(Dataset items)
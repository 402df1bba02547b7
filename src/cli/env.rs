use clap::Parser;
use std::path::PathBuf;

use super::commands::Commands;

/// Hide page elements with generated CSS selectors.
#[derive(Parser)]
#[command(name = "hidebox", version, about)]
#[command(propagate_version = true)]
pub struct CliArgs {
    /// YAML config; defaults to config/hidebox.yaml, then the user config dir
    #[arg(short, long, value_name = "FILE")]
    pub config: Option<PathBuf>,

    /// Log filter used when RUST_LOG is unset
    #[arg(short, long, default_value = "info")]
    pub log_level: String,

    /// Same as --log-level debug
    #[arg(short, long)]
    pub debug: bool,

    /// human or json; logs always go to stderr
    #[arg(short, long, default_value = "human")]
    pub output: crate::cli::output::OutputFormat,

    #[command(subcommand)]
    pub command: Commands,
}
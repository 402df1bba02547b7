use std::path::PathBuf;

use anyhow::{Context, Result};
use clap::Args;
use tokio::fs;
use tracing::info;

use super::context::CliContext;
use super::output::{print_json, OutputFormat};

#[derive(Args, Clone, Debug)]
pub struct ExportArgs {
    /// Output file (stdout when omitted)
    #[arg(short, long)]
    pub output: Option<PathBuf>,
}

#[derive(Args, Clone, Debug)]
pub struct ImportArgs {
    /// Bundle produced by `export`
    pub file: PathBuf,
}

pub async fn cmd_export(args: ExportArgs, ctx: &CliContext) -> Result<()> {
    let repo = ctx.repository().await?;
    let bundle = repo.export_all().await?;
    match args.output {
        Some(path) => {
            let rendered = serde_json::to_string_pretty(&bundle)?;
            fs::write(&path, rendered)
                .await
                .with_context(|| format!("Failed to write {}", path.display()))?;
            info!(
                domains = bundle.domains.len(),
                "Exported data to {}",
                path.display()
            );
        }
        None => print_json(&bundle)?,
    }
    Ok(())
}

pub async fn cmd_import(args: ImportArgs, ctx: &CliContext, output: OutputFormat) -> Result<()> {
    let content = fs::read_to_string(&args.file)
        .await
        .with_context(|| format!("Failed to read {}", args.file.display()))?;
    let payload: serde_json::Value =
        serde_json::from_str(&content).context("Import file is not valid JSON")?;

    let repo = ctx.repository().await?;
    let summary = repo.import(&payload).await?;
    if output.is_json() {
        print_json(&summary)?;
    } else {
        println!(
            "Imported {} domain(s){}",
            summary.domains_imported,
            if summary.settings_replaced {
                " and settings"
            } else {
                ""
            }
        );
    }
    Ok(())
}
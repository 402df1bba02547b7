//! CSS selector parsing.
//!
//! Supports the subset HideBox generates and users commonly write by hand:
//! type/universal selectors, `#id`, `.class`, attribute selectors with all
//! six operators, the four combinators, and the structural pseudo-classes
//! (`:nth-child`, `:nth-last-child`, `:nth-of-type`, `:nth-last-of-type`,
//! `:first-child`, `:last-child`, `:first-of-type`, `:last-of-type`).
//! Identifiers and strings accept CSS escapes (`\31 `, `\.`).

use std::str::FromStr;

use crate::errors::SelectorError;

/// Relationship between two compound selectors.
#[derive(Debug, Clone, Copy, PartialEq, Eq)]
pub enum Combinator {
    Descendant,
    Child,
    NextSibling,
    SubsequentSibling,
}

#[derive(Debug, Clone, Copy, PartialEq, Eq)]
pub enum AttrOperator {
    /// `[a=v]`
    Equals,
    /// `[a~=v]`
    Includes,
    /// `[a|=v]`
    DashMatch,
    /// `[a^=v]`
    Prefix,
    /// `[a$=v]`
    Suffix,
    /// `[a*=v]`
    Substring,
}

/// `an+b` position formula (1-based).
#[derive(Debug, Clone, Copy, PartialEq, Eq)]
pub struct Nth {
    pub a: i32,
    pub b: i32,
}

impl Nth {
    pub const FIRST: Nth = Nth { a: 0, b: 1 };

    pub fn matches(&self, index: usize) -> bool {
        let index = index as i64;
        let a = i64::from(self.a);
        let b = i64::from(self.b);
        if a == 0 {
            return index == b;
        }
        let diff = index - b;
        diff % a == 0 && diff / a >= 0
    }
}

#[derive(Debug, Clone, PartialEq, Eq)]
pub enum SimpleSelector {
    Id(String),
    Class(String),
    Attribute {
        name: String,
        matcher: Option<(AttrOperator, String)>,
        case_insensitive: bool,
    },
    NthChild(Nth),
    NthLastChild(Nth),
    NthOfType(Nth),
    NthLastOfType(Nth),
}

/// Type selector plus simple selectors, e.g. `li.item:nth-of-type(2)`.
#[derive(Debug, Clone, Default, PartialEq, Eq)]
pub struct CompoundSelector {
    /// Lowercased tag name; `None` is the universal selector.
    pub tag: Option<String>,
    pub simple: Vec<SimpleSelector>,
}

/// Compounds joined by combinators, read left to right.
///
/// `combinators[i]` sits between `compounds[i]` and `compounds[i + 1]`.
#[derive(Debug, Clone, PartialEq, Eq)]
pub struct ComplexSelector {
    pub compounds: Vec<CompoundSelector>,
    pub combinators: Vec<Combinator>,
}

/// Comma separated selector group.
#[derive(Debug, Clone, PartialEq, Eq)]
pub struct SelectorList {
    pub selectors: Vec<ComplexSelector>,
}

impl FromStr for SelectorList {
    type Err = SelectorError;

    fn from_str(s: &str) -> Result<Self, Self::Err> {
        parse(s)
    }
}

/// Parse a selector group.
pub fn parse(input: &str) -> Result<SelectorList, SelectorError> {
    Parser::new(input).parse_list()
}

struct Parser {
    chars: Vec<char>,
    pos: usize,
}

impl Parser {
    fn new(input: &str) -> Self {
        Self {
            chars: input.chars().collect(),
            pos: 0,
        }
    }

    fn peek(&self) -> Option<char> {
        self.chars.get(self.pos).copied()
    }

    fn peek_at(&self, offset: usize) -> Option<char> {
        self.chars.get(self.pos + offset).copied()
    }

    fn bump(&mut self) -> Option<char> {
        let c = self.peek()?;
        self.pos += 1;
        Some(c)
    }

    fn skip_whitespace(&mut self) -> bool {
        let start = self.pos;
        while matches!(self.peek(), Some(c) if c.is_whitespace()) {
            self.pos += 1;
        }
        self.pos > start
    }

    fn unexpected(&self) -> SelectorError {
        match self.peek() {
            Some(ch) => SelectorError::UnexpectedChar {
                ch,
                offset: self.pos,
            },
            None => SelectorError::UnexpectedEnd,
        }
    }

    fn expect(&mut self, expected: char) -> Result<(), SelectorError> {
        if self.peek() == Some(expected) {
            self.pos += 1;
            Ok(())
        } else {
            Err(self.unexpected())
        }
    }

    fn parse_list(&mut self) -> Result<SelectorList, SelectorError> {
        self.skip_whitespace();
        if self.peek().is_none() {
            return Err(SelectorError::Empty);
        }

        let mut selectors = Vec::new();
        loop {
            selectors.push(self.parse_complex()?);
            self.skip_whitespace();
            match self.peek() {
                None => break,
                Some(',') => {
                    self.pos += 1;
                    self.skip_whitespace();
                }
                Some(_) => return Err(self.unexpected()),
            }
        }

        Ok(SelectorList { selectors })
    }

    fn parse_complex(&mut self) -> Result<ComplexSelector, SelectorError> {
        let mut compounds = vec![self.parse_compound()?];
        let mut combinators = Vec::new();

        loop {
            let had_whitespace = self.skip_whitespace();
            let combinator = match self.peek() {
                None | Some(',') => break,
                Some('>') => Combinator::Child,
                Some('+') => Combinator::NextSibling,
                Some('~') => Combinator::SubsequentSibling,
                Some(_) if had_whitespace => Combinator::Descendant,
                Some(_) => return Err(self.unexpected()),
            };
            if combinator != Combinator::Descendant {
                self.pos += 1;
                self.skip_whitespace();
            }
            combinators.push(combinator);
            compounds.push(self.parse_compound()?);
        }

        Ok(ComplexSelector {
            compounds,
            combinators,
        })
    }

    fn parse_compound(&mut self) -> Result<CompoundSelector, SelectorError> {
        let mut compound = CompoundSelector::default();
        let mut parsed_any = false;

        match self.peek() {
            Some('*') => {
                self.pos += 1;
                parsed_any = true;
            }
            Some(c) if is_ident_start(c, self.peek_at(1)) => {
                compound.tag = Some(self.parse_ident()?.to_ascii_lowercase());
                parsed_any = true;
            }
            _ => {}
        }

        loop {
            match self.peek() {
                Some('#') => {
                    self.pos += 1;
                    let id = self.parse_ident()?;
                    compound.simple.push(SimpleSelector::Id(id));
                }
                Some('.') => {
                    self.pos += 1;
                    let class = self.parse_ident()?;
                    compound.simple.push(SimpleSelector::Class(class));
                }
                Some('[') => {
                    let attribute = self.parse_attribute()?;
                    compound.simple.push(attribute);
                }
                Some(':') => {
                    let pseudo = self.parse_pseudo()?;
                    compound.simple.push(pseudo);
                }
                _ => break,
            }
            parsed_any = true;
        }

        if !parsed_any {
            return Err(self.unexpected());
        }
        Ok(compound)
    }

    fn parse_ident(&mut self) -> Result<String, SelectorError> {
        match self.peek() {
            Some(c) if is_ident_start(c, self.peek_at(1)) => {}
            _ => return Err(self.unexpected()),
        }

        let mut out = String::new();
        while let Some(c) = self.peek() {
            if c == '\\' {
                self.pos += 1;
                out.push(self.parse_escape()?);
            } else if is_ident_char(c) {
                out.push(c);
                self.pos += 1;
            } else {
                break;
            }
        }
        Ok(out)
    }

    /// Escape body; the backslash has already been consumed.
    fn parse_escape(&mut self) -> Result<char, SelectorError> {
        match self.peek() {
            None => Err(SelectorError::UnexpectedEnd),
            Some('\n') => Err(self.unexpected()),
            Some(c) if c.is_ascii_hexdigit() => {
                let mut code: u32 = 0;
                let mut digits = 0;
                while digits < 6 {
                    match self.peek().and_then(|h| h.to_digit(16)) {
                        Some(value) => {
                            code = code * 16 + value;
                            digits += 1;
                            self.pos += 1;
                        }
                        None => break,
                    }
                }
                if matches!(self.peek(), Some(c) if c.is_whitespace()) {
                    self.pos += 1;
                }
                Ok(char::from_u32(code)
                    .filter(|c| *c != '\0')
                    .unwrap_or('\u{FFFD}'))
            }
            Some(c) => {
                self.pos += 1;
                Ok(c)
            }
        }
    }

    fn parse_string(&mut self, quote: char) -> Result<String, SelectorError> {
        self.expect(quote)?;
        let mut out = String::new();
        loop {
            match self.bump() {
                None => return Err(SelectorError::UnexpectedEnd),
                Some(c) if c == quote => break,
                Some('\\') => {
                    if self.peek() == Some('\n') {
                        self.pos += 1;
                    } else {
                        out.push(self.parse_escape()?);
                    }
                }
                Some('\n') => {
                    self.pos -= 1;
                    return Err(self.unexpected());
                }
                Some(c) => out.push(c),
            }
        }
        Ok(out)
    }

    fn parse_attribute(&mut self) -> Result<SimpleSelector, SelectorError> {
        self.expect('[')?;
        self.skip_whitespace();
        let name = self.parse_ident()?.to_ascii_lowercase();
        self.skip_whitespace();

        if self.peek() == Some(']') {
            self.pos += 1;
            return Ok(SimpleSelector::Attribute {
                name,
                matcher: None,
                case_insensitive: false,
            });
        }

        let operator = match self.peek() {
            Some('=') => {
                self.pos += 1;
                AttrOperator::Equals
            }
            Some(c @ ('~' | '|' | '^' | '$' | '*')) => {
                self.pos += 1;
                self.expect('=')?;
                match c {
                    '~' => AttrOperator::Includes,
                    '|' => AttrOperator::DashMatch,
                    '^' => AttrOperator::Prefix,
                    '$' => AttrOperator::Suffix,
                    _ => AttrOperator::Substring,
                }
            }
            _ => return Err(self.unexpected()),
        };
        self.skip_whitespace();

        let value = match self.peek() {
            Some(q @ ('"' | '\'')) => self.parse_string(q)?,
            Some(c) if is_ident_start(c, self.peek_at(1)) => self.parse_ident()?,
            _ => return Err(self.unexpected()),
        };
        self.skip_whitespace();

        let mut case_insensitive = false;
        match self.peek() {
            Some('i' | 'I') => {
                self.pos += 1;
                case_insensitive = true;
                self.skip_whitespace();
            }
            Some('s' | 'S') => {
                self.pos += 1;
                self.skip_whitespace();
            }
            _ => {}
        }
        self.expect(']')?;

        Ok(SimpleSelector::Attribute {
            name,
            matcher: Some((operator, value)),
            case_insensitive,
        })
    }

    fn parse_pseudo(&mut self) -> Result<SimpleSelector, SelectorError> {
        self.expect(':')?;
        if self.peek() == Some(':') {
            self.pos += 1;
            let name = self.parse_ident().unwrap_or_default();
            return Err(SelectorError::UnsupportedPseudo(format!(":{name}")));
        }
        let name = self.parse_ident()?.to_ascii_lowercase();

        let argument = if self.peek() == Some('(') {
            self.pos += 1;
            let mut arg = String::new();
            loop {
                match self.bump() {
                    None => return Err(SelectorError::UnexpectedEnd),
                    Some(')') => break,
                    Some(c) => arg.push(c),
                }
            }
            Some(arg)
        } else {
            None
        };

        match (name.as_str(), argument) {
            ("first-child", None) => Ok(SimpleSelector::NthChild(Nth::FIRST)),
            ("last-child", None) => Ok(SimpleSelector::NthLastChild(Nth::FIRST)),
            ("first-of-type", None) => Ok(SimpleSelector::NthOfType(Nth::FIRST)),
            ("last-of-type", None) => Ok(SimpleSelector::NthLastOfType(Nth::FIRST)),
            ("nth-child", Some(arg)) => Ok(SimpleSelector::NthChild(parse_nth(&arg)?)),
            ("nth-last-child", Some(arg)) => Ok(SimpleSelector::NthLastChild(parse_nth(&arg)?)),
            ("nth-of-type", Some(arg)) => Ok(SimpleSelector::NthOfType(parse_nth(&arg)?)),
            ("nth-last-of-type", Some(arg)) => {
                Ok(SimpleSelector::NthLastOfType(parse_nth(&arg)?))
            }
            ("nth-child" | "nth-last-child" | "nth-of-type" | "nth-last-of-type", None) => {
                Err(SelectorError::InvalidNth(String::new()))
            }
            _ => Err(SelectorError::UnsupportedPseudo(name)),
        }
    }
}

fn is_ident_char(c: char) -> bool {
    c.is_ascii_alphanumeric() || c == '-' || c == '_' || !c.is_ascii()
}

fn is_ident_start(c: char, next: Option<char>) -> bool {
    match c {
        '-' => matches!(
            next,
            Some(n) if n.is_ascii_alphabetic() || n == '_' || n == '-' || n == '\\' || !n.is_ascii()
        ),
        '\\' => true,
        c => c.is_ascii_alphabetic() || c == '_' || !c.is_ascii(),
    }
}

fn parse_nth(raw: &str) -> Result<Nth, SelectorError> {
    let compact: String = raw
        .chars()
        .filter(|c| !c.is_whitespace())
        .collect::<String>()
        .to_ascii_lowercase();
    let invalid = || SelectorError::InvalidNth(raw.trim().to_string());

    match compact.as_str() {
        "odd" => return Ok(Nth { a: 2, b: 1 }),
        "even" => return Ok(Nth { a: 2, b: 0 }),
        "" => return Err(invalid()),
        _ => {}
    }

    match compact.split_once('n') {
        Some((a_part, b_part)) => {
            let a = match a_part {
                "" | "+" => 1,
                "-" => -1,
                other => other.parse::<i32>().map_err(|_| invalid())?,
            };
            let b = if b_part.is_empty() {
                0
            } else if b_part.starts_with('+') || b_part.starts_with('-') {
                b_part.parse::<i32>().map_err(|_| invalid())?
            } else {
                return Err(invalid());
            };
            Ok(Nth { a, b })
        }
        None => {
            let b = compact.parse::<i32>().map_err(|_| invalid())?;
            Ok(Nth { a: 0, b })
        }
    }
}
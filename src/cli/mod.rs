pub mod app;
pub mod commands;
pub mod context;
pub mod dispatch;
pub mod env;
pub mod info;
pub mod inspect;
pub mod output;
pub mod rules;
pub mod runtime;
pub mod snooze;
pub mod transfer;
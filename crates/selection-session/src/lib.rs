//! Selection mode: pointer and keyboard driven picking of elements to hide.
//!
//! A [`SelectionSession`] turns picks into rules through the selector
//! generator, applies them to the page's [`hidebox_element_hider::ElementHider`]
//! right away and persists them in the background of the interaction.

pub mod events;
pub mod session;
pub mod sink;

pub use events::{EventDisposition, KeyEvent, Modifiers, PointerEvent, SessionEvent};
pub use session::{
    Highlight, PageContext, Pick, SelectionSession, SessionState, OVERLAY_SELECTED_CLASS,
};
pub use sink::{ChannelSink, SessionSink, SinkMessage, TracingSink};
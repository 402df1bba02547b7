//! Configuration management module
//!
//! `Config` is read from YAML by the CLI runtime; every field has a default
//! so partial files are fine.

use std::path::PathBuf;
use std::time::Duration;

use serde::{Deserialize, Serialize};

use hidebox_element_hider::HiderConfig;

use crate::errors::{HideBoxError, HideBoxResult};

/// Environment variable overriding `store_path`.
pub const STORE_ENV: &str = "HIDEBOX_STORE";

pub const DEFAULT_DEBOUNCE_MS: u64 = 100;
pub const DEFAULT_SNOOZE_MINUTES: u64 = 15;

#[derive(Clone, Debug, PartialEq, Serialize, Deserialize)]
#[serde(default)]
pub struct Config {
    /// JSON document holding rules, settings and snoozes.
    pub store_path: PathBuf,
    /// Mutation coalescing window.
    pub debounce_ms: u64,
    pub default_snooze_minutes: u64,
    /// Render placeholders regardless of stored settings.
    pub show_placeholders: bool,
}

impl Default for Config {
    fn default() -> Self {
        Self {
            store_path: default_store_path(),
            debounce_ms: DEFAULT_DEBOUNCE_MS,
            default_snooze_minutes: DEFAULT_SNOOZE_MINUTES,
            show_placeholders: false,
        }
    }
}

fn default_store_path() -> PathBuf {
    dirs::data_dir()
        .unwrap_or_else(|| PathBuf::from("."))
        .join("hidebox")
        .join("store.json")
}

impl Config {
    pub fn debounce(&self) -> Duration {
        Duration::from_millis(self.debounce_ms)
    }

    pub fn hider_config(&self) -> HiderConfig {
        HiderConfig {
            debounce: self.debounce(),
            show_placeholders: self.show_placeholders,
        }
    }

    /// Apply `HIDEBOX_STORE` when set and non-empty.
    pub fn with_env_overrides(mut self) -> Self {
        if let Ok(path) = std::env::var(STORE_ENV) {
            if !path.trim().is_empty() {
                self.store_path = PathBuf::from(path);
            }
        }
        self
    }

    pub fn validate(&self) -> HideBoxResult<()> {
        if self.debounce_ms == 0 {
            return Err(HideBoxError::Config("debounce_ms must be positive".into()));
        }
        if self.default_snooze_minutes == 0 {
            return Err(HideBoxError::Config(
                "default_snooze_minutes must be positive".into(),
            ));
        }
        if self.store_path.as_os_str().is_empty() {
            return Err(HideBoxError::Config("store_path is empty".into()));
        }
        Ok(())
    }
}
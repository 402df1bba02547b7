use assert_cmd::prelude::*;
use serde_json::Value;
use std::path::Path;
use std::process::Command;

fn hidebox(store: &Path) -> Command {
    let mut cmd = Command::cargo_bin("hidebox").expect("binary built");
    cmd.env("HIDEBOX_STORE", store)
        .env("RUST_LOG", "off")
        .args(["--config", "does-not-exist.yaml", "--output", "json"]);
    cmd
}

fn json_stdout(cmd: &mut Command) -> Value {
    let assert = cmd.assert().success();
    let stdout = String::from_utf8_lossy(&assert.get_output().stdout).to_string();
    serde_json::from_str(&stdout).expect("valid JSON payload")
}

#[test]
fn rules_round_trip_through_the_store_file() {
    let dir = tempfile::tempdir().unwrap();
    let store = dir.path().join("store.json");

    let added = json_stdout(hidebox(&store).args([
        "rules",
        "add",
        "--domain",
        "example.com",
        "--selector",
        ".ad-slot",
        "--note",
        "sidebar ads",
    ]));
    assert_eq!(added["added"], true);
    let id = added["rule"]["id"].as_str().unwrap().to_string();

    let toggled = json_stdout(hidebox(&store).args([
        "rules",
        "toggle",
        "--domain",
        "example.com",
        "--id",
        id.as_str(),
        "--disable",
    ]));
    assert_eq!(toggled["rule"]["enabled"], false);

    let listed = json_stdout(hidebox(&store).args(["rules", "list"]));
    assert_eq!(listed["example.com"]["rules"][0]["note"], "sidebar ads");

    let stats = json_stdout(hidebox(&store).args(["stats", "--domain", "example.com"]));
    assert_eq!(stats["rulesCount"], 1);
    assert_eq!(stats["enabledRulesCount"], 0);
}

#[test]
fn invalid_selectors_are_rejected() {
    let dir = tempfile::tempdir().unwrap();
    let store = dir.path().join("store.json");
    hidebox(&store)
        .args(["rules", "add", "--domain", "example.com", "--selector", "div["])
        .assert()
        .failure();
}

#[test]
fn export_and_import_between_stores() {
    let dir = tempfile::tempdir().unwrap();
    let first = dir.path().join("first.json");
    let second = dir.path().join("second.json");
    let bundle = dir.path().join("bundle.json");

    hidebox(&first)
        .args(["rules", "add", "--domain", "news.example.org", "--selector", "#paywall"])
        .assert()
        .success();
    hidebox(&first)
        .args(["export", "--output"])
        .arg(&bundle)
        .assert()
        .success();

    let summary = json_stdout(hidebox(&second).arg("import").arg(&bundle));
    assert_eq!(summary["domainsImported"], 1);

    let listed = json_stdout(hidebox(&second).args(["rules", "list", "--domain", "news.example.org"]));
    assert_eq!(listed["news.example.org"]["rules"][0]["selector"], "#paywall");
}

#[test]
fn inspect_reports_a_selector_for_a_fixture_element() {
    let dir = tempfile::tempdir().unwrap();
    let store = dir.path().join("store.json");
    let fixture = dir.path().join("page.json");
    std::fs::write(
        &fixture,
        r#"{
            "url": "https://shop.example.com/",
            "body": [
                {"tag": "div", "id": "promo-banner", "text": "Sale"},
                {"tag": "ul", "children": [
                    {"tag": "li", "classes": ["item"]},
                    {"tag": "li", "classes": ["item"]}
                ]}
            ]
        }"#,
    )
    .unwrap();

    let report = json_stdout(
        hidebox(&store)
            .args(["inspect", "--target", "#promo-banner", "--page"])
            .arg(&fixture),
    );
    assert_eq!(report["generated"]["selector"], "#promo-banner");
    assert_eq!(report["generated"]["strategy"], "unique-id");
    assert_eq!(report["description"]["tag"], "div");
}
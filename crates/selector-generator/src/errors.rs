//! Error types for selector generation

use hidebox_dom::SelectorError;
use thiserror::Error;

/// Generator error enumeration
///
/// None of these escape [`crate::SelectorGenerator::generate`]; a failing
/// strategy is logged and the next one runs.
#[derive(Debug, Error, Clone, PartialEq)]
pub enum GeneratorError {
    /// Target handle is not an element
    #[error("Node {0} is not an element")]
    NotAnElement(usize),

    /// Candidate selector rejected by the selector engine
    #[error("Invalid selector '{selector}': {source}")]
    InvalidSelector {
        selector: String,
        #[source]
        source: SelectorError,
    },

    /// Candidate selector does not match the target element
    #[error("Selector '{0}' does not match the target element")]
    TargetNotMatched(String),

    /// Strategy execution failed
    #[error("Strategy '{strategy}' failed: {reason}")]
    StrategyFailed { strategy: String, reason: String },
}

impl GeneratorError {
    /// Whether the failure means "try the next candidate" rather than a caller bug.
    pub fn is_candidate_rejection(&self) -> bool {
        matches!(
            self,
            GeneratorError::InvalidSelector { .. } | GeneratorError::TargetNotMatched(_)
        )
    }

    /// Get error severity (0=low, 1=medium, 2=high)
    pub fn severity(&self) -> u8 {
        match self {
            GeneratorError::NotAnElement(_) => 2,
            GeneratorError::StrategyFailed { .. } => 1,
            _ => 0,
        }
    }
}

**Task prompt**
Which lines of the records above contain the word "Substring"? Report each one in full.

**Solution to this exercise**
    Substring,
                    _ => AttrOperator::Substring,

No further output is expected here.